Obtaining Mumbai MATIC

Using OpenZeppelin—A Web3 Standard

OpenZeppelin provides developers with a set of contracts and libraries that are becoming a standard within the Web3 industry. We will be using their ERC-20 contracts to define our token. Using standardized contracts will help ensure that the tokens we create are reliable. If you would like to learn more about the contracts OpenZeppelin provides, check out its getting started page

Building the Contract

Let’s head over to the Remix IDE to get started. 

Remix provides a few sample contracts. We can ignore these for now.

Remix IDE screenshot

Create a new contract in the contracts directory.

Remix IDE create new file

Let’s name it PolyCoin.sol

// SPDX-License-Identifier: MIT
pragma solidity ^0.8.2;
import "@openzeppelin/contracts/token/ERC20/ERC20.sol";
contract PolyCoin is ERC20 {
    constructor() ERC20("PolyCoin", "PLYCN") {
        _mint(msg.sender, 1000 * 10 ** decimals());

A Note On Decimals

Solidity doesn’t use decimals. This means any time we want to deal with less than whole numbers, we need to use fixed-point arithmetic. Essentially, we are storing a fixed number of decimals in the value. In this case, decimals() is 18, which means we are multiplying the number of tokens we mint by 10^18.

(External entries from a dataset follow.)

//! Gesture state machine for drag-to-resize.
//!
//! # State Machine
//!
//! ```text
//! Idle --(move past slop)--> Dragging --(up/cancel)--> Settling --(last frame)--> Idle
//!                               |                         |
//!                               +--(up, nothing applied)--+--> Idle
//!                                                         |
//!            Dragging <--(down while settling, resumes)---+
//! ```
//!
//! The coordinator only exists as payload of `Dragging` and `Settling`, so an
//! idle controller cannot hold a stale one.
//!
//! # Failure Modes
//!
//! Events that cannot happen with correct host wiring (a move or release
//! without a preceding down, a frame tick while not settling, anything after
//! [`ResizeController::dispose`]) return a [`ResizeError`] and leave the
//! controller untouched.

use std::mem;

use collapse_animation::{SettleScroller, DEFAULT_SETTLE_DURATION_MS};
use collapse_foundation::{PointerEvent, PointerEventKind, VelocityTracker1D, ViewConfiguration};

use crate::error::ResizeError;
use crate::progress::{ProgressCoordinator, ResizeOrigin};
use crate::surface::{HostSurface, PanelMode, ResizeHost, ResizeOutcome};

/// Phase of the resize gesture.
#[derive(Clone, Copy, Debug, PartialEq, Eq)]
pub enum GestureState {
    Idle,
    Dragging,
    Settling,
}

impl std::fmt::Display for GestureState {
    fn fmt(&self, f: &mut std::fmt::Formatter<'_>) -> std::fmt::Result {
        let name = match self {
            GestureState::Idle => "idle",
            GestureState::Dragging => "dragging",
            GestureState::Settling => "settling",
        };
        f.write_str(name)
    }
}

/// Terminal state a release settles toward.
#[derive(Clone, Copy, Debug, PartialEq, Eq)]
pub enum SettleTarget {
    Expand,
    Collapse,
}

impl SettleTarget {
    /// Picks the settle target for a release.
    ///
    /// A fling (`|velocity| > min_fling_velocity`) goes wherever it points,
    /// no matter how far the panel is. A slow release goes to the nearer
    /// half: expand when `current >= end / 2`.
    pub fn decide(velocity: f32, current: i32, end: i32, min_fling_velocity: f32) -> Self {
        if velocity.abs() > min_fling_velocity {
            if velocity > 0.0 {
                SettleTarget::Expand
            } else {
                SettleTarget::Collapse
            }
        } else if end / 2 <= current {
            SettleTarget::Expand
        } else {
            SettleTarget::Collapse
        }
    }

    /// Scroll delta that takes `current` to this target.
    pub fn delta_from(self, current: i32, end: i32) -> i32 {
        match self {
            SettleTarget::Expand => end - current,
            SettleTarget::Collapse => -current,
        }
    }
}

/// Result of one settle frame.
#[derive(Clone, Copy, Debug, PartialEq)]
pub enum SettleFrame {
    /// Still moving; the host gets another redraw request.
    Animating { progress: f32 },
    /// Settled and reported to the host; the controller is idle again.
    Finished(ResizeOutcome),
}

enum Phase {
    Idle,
    Dragging {
        /// Pointer position that maps to a zero drag delta.
        anchor_y: f32,
        coordinator: ProgressCoordinator,
    },
    Settling {
        coordinator: ProgressCoordinator,
        scroller: SettleScroller,
    },
}

/// Turns pointer input into panel resize progress.
///
/// All methods are synchronous and expect events in the order the host
/// received them. The settle animation is driven by calling
/// [`on_frame`](Self::on_frame) on every redraw while
/// [`is_settling`](Self::is_settling) is true.
pub struct ResizeController {
    config: ViewConfiguration,
    settle_duration_ms: i64,
    phase: Phase,
    down_y: Option<f32>,
    /// Acquired on the first down, reset on each later one, released on dispose.
    tracker: Option<VelocityTracker1D>,
    disposed: bool,
}

impl ResizeController {
    pub fn new(config: ViewConfiguration) -> Self {
        Self {
            config,
            settle_duration_ms: DEFAULT_SETTLE_DURATION_MS,
            phase: Phase::Idle,
            down_y: None,
            tracker: None,
            disposed: false,
        }
    }

    /// Creates a controller with the host's input configuration.
    pub fn for_host<H: HostSurface + ?Sized>(host: &H) -> Self {
        Self::new(host.view_configuration())
    }

    pub fn with_settle_duration(mut self, duration_ms: i64) -> Self {
        self.settle_duration_ms = duration_ms.max(0);
        self
    }

    pub fn view_configuration(&self) -> ViewConfiguration {
        self.config
    }

    pub fn state(&self) -> GestureState {
        match self.phase {
            Phase::Idle => GestureState::Idle,
            Phase::Dragging { .. } => GestureState::Dragging,
            Phase::Settling { .. } => GestureState::Settling,
        }
    }

    pub fn is_settling(&self) -> bool {
        matches!(self.phase, Phase::Settling { .. })
    }

    pub fn is_disposed(&self) -> bool {
        self.disposed
    }

    /// Coordinator of the gesture in progress, if any.
    pub fn coordinator(&self) -> Option<&ProgressCoordinator> {
        match &self.phase {
            Phase::Idle => None,
            Phase::Dragging { coordinator, .. } | Phase::Settling { coordinator, .. } => {
                Some(coordinator)
            }
        }
    }

    /// Dispatches a pointer event and returns whether the resize gesture
    /// consumed it.
    pub fn handle_event<H: ResizeHost + ?Sized>(
        &mut self,
        host: &mut H,
        event: &PointerEvent,
    ) -> Result<bool, ResizeError> {
        match event.kind {
            PointerEventKind::Down => self.on_pointer_down(host, event.y(), event.time_ms()),
            PointerEventKind::Move => self.on_pointer_move(host, event.y(), event.time_ms()),
            PointerEventKind::Up | PointerEventKind::Cancel => {
                let was_dragging = matches!(self.phase, Phase::Dragging { .. });
                if event.kind == PointerEventKind::Up {
                    self.on_pointer_up(host, event.y(), event.time_ms())?;
                } else {
                    self.on_pointer_cancel(host, event.time_ms())?;
                }
                Ok(was_dragging)
            }
        }
    }

    /// Starts a gesture. Returns `true` when it interrupts a settle (or a
    /// drag that never saw its release) and dragging resumes right away.
    pub fn on_pointer_down<H: ResizeHost + ?Sized>(
        &mut self,
        host: &mut H,
        y: f32,
        time_ms: i64,
    ) -> Result<bool, ResizeError> {
        self.ensure_live(PointerEventKind::Down.name())?;

        let tracker = self.tracker.get_or_insert_with(VelocityTracker1D::new);
        tracker.reset();
        tracker.add_movement(y, time_ms);
        self.down_y = Some(y);

        match mem::replace(&mut self.phase, Phase::Idle) {
            Phase::Idle => Ok(false),
            Phase::Settling {
                coordinator,
                mut scroller,
            } => {
                scroller.force_finished();
                let offset = scroller.current();
                log::debug!("settle interrupted at offset {offset}, resuming drag");
                self.resume_drag(y, offset, coordinator);
                Ok(true)
            }
            Phase::Dragging { coordinator, .. } => {
                let offset = coordinator.current_height(host);
                log::debug!("drag re-anchored at offset {offset}");
                self.resume_drag(y, offset, coordinator);
                Ok(true)
            }
        }
    }

    /// Tracks the pointer. Returns `true` once the gesture is a resize drag.
    pub fn on_pointer_move<H: ResizeHost + ?Sized>(
        &mut self,
        host: &mut H,
        y: f32,
        time_ms: i64,
    ) -> Result<bool, ResizeError> {
        let event = PointerEventKind::Move.name();
        self.ensure_live(event)?;
        let Some(down_y) = self.down_y else {
            return Err(self.invalid(event));
        };

        if let Some(tracker) = self.tracker.as_mut() {
            tracker.add_movement(y, time_ms);
        }

        match &mut self.phase {
            Phase::Dragging {
                anchor_y,
                coordinator,
            } => {
                let progress = coordinator.apply_delta(host, y - *anchor_y);
                log::trace!("drag progress {progress}");
                Ok(true)
            }
            Phase::Settling { .. } => Err(self.invalid(event)),
            Phase::Idle => {
                let distance = y - down_y;
                if distance.abs() <= self.config.touch_slop {
                    return Ok(false);
                }

                let coordinator = begin_resize(host);
                log::debug!(
                    "resize drag started from {:?} after {distance}px",
                    coordinator.origin()
                );
                self.phase = Phase::Dragging {
                    anchor_y: y,
                    coordinator,
                };
                Ok(true)
            }
        }
    }

    /// Ends the gesture at `y` and starts settling if the drag moved the panel.
    pub fn on_pointer_up<H: ResizeHost + ?Sized>(
        &mut self,
        host: &mut H,
        y: f32,
        time_ms: i64,
    ) -> Result<(), ResizeError> {
        let event = PointerEventKind::Up.name();
        self.ensure_live(event)?;
        if self.down_y.is_none() {
            return Err(self.invalid(event));
        }

        if let Some(tracker) = self.tracker.as_mut() {
            tracker.add_movement(y, time_ms);
        }
        self.release(host, time_ms);
        Ok(())
    }

    /// Same as [`on_pointer_up`](Self::on_pointer_up) without a final position.
    pub fn on_pointer_cancel<H: ResizeHost + ?Sized>(
        &mut self,
        host: &mut H,
        time_ms: i64,
    ) -> Result<(), ResizeError> {
        let event = PointerEventKind::Cancel.name();
        self.ensure_live(event)?;
        if self.down_y.is_none() {
            return Err(self.invalid(event));
        }

        self.release(host, time_ms);
        Ok(())
    }

    /// Advances the settle animation to `time_ms`.
    ///
    /// Only valid while settling. The frame that completes the settle reports
    /// the outcome to the host and returns the controller to idle.
    pub fn on_frame<H: ResizeHost + ?Sized>(
        &mut self,
        host: &mut H,
        time_ms: i64,
    ) -> Result<SettleFrame, ResizeError> {
        let event = "frame";
        self.ensure_live(event)?;

        match mem::replace(&mut self.phase, Phase::Idle) {
            Phase::Settling {
                mut coordinator,
                mut scroller,
            } => {
                scroller.compute_offset(time_ms);
                let progress = coordinator.progress_for(scroller.current());
                coordinator.apply(host, progress);

                if !scroller.is_finished() {
                    log::trace!("settle offset {} progress {progress}", scroller.current());
                    host.schedule_redraw();
                    self.phase = Phase::Settling {
                        coordinator,
                        scroller,
                    };
                    return Ok(SettleFrame::Animating { progress });
                }

                let expanded = scroller.final_offset() > 0;
                let outcome = coordinator.finish(host, expanded);
                log::debug!("settle finished, expanded: {expanded}");
                Ok(SettleFrame::Finished(outcome))
            }
            other => {
                self.phase = other;
                Err(self.invalid(event))
            }
        }
    }

    /// Releases the velocity tracker and drops any gesture in progress without
    /// reporting it. Every later event returns [`ResizeError::Disposed`].
    pub fn dispose(&mut self) {
        if self.disposed {
            return;
        }
        if !matches!(self.phase, Phase::Idle) {
            log::debug!("disposed while {}", self.state());
        }
        self.phase = Phase::Idle;
        self.tracker = None;
        self.down_y = None;
        self.disposed = true;
    }

    fn resume_drag(&mut self, y: f32, offset: i32, coordinator: ProgressCoordinator) {
        let delta = coordinator
            .origin()
            .delta_for_distance(offset, coordinator.end_size());
        self.phase = Phase::Dragging {
            anchor_y: y - delta,
            coordinator,
        };
    }

    fn release<H: ResizeHost + ?Sized>(&mut self, host: &mut H, time_ms: i64) {
        self.down_y = None;

        match mem::replace(&mut self.phase, Phase::Idle) {
            Phase::Dragging { coordinator, .. } if coordinator.is_initialized() => {
                self.start_settle(host, coordinator, time_ms);
            }
            Phase::Dragging { coordinator, .. } => {
                // Nothing was shown yet, so the panel goes back to where it started.
                let expanded = coordinator.origin() == ResizeOrigin::ExpandedOrigin;
                log::debug!("released before any progress was applied");
                coordinator.finish(host, expanded);
            }
            other => self.phase = other,
        }
    }

    fn start_settle<H: ResizeHost + ?Sized>(
        &mut self,
        host: &mut H,
        coordinator: ProgressCoordinator,
        time_ms: i64,
    ) {
        let velocity = self.tracker.as_ref().map_or(0.0, |tracker| {
            tracker.calculate_velocity_with_max(self.config.max_fling_velocity)
        });
        let current = coordinator.current_height(host);
        let end = coordinator.end_size();
        let target = SettleTarget::decide(velocity, current, end, self.config.min_fling_velocity);

        let mut scroller = SettleScroller::new();
        scroller.start_scroll_with_duration(
            current,
            target.delta_from(current, end),
            time_ms,
            self.settle_duration_ms,
        );
        log::debug!("settling toward {target:?} from {current}/{end}, velocity {velocity}px/s");

        host.schedule_redraw();
        self.phase = Phase::Settling {
            coordinator,
            scroller,
        };
    }

    fn ensure_live(&self, event: &'static str) -> Result<(), ResizeError> {
        if self.disposed {
            let err = ResizeError::Disposed { event };
            log::warn!("{err}");
            return Err(err);
        }
        Ok(())
    }

    fn invalid(&self, event: &'static str) -> ResizeError {
        let err = ResizeError::InvalidSequence {
            event,
            state: self.state(),
        };
        log::warn!("{err}");
        err
    }
}

impl std::fmt::Debug for ResizeController {
    fn fmt(&self, f: &mut std::fmt::Formatter<'_>) -> std::fmt::Result {
        f.debug_struct("ResizeController")
            .field("state", &self.state())
            .field("config", &self.config)
            .field("coordinator", &self.coordinator())
            .field("disposed", &self.disposed)
            .finish()
    }
}

/// Builds the coordinator for a drag that just passed the slop.
///
/// A compact panel is switched to its expanded layout first so every row the
/// gesture animates exists by the time the surfaces are requested.
fn begin_resize<H: ResizeHost + ?Sized>(host: &mut H) -> ProgressCoordinator {
    let mode = host.current_mode();
    let active_index = host.active_row_index();
    let origin = ResizeOrigin::from_mode(mode);

    if mode == PanelMode::Compact {
        host.switch_mode();
        host.rebuild_rows();
    }

    let targets = host.resize_targets(origin, active_index);
    ProgressCoordinator::new(origin, active_index, targets)
}

#[cfg(test)]
#[path = "tests/controller_tests.rs"]
mod tests;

You now have a fully functional ERC-20 token! Let’s get it deployed to the Polygon Mumbai Network. 

The first thing you will need to do is change the Environment to Injected Web3. This will enable Remix to interact with an actual blockchain via your wallet.

Select Injected Web3

Next, ensure you have the correct contract selected. We named our contract PolyCoin in this example. 

Select the contract

Click on the “Deploy” button and you should see a confirmation button. We are deploying to a live blockchain, so a gas fee will be involved.

Deploying the contract

It may take a moment for the contract to be fully deployed. Once it is, you will see it under Deployed Contracts. You can also see all of the functions available in the contract. The OpenZeppelin contract import also includes these functions.

Contract details


After deploying the contract, we can double-check that it’s showing up on the Mumbai network.

Checking the deployed contract

Copy the contract address and head to PolygonScan

Copying the contract address and checking it on Polyscan

Enter the contract address and search for it. 

You should see the contract and token.

Polyscan interface

You’ve created an ERC-20 Token and deployed it to the Polygon test network!

Next Steps

From here, you could take your token to Polygon mainnet or any other EVM-compatible blockchain. That’s one of the great things about Solidity—numerous chains support EVM-compatible contracts.

You could also add more functionality to your token. The OpenZeppelin contracts support additional minting, burning, voting, and more. Check out the OpenZeppelin docs for complete details and explore the Chainlink Faucet for testnet LINK.

The ability to create your own ERC-20 tokens opens up many new opportunities, from facilitating protocol governance to interacting with DeFi applications. Further down the line, you could even launch a Chainlink Price Feed for your new token, enabling it to be used across a wide range of DeFi protocols.